The biggest piece I advice I have for you, is not to stand where you're standing. You can't see anything of the dog except her butt and her head way up in the air, lol

I place my puppies on a surface that is only about the height of my knees, and no higher than my thighs, so I can still reach over my puppy and stack (I let my puppy nibble on something while I do this). When all feet are in place, I continue feeding my puppy, and move to the front of the dog.

If I have help, I get something like this:









That is Mirada at 13 weeks

This is Mirada about 2-3 weeks later:









My puppies are taught to bait at a VERY young age.
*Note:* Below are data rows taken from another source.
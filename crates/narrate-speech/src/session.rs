//! Session identity and cooperative cancellation.
//!
//! The coordinator is the single writer of the active session id. Every
//! task doing work for a session holds a [`SessionContext`] and asks it
//! whether it is still current before each effect; a superseded session
//! simply stops producing effects.

use std::sync::Arc;
use std::sync::atomic::{AtomicU64, Ordering};
use std::time::Duration;

use narrate_core::SessionId;
use tokio_util::sync::CancellationToken;

static NEXT_SESSION: AtomicU64 = AtomicU64::new(1);

/// Hands out session ids that are unique across every reader in the
/// process and increase with each call.
#[derive(Debug, Default, Clone, Copy)]
pub struct SessionIds;

impl SessionIds {
    #[must_use]
    pub fn next_id(&self) -> SessionId {
        SessionId::new(NEXT_SESSION.fetch_add(1, Ordering::Relaxed))
    }
}

/// Shared, read-mostly view of the active session id.
#[derive(Debug, Clone, Default)]
pub struct ActiveSession(Arc<AtomicU64>);

impl ActiveSession {
    #[must_use]
    pub fn current(&self) -> SessionId {
        SessionId::new(self.0.load(Ordering::Acquire))
    }

    pub(crate) fn set(&self, id: SessionId) {
        self.0.store(id.get(), Ordering::Release);
    }

    pub(crate) fn clear(&self) {
        self.set(SessionId::NONE);
    }
}

/// The originating session is no longer active.
#[derive(Debug, Clone, Copy, PartialEq, Eq)]
pub struct StaleSession(pub SessionId);

/// Everything a task needs to know whether its work still matters.
#[derive(Debug, Clone)]
pub struct SessionContext {
    id: SessionId,
    token: CancellationToken,
    active: ActiveSession,
}

impl SessionContext {
    pub fn new(id: SessionId, active: ActiveSession) -> Self {
        Self {
            id,
            token: CancellationToken::new(),
            active,
        }
    }

    #[must_use]
    pub const fn id(&self) -> SessionId {
        self.id
    }

    /// Token cancelled when the session is superseded or stopped.
    #[must_use]
    pub const fn token(&self) -> &CancellationToken {
        &self.token
    }

    /// Whether this session is still the active one.
    #[must_use]
    pub fn is_current(&self) -> bool {
        !self.token.is_cancelled() && self.active.current() == self.id
    }

    pub fn ensure_current(&self) -> Result<(), StaleSession> {
        if self.is_current() {
            Ok(())
        } else {
            Err(StaleSession(self.id))
        }
    }

    /// Mark the session superseded and wake anything waiting on it.
    pub fn cancel(&self) {
        self.token.cancel();
    }

    /// Sleep for `delay` unless the session is cancelled first.
    ///
    /// Returns `false` if the session was cancelled.
    pub async fn sleep(&self, delay: Duration) -> bool {
        if delay.is_zero() {
            return self.is_current();
        }
        tokio::select! {
            () = self.token.cancelled() => false,
            () = tokio::time::sleep(delay) => self.is_current(),
        }
    }
}

#[cfg(test)]
mod tests {
    use super::*;

    #[test]
    fn test_ids_increase() {
        let ids = SessionIds;
        let a = ids.next_id();
        let b = ids.next_id();
        assert!(b > a);
        assert!(!a.is_none());
    }

    #[test]
    fn test_ids_are_shared_across_allocators() {
        let first = SessionIds;
        let second = SessionIds;
        let ids: Vec<SessionId> = (0..4)
            .flat_map(|_| [first.next_id(), second.next_id()])
            .collect();

        let mut unique = ids.clone();
        unique.sort();
        unique.dedup();
        assert_eq!(unique.len(), ids.len());
    }

    #[test]
    fn test_superseded_context_is_stale() {
        let active = ActiveSession::default();
        let first = SessionContext::new(SessionId::new(1), active.clone());
        active.set(first.id());
        assert!(first.is_current());

        let second = SessionContext::new(SessionId::new(2), active.clone());
        active.set(second.id());
        assert!(!first.is_current());
        assert_eq!(first.ensure_current(), Err(StaleSession(SessionId::new(1))));
        assert!(second.is_current());
    }

    #[test]
    fn test_cancel_makes_stale() {
        let active = ActiveSession::default();
        let ctx = SessionContext::new(SessionId::new(1), active.clone());
        active.set(ctx.id());
        ctx.cancel();
        assert!(!ctx.is_current());
    }

    #[tokio::test]
    async fn test_sleep_interrupted_by_cancel() {
        let active = ActiveSession::default();
        let ctx = SessionContext::new(SessionId::new(1), active.clone());
        active.set(ctx.id());

        let sleeper = ctx.clone();
        let task = tokio::spawn(async move { sleeper.sleep(Duration::from_secs(30)).await });
        ctx.cancel();

        let completed = tokio::time::timeout(Duration::from_secs(2), task)
            .await
            .expect("sleep should end on cancel")
            .unwrap();
        assert!(!completed);
    }
}
//! Text preparation for speech: normalisation and segmentation.

pub mod normalize;
pub mod segmenter;

pub use normalize::normalize;
pub use segmenter::{char_len, segment, split_chunks};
At this point, Mirada is 9 months old, and I can handle the dog, the food, and the camera with nobody else around, and get something like this:









You need to teach Indra that where you put her feet is where her feet stay, and it's not an object to move them.


----------



## Deuce (Oct 14, 2010)

Xeph said:


> The biggest piece I advice I have for you, is not to stand where you're standing. You can't see anything of the dog except her butt and her head way up in the air, lol
> 
> I place my puppies on a surface that is only about the height of my knees, and no higher than my thighs, so I can still reach over my puppy and stack (I let my puppy nibble on something while I do this). When all feet are in place, I continue feeding my puppy, and move to the front of the dog.
> 
> ...


Agreed and pretty!


----------



## Mrs.K (Jul 14, 2009)

Thanks Xeph. I will try that next time. 

It's a video and I move away from her. 

Maybe the youtube link is better than the photobucket


----------



## Xeph (Jun 19, 2005)

> Maybe the youtube link is better than the photobucket


Yeah, the photobucket doesn't present as a video xD Just looks like a photo.

That is much better. Something I would say is not to put that inner foot so far forward, she doesn't have the angles for it, and it makes her look really unbalanced. It takes away what rear she does have.

She's also posting (leaning back, which is causing her to roach) because she feels unbalanced due to that forward foot, as well as her head being baited so high, so I'd set her a bit closer together (move the inner foot BACK, NOT the rear foot forward!) and make sure you bait her with her head more level. Overall I'd place her rear feet with the space of Mirada's in the first picture.

I feel her croup is rather steep which could be "hidden" a bit better with just simple manipulation of her feet. 

At this point I'd try taking her outside and stacking her on the ground, because she's too tall to be up on stuff at this point.

Much better though


----------



## Deuce (Oct 14, 2010)

I think you're doing a good job!


----------



## Konotashi (Jan 11, 2010)

I'm definitely no expert, but I would say put something down so her feet don't slide around.


----------



## Rerun (Feb 27, 2006)

Mrs. K, I tried to play the video but it says you removed your youtube account. Is it just glitching?


----------



## Mrs.K (Jul 14, 2009)

Hey Rerun, no it's not glitching. I closed it down. I might even close my blog down. I am spending too much time on the computer and it feels almost like a job to upload these videos and posting on the blog. When I get to the States i want to get involved with a club and not have to worry about putting up videos and keeping the blog.

I will still keep my facebook though and have the videos on there.


----------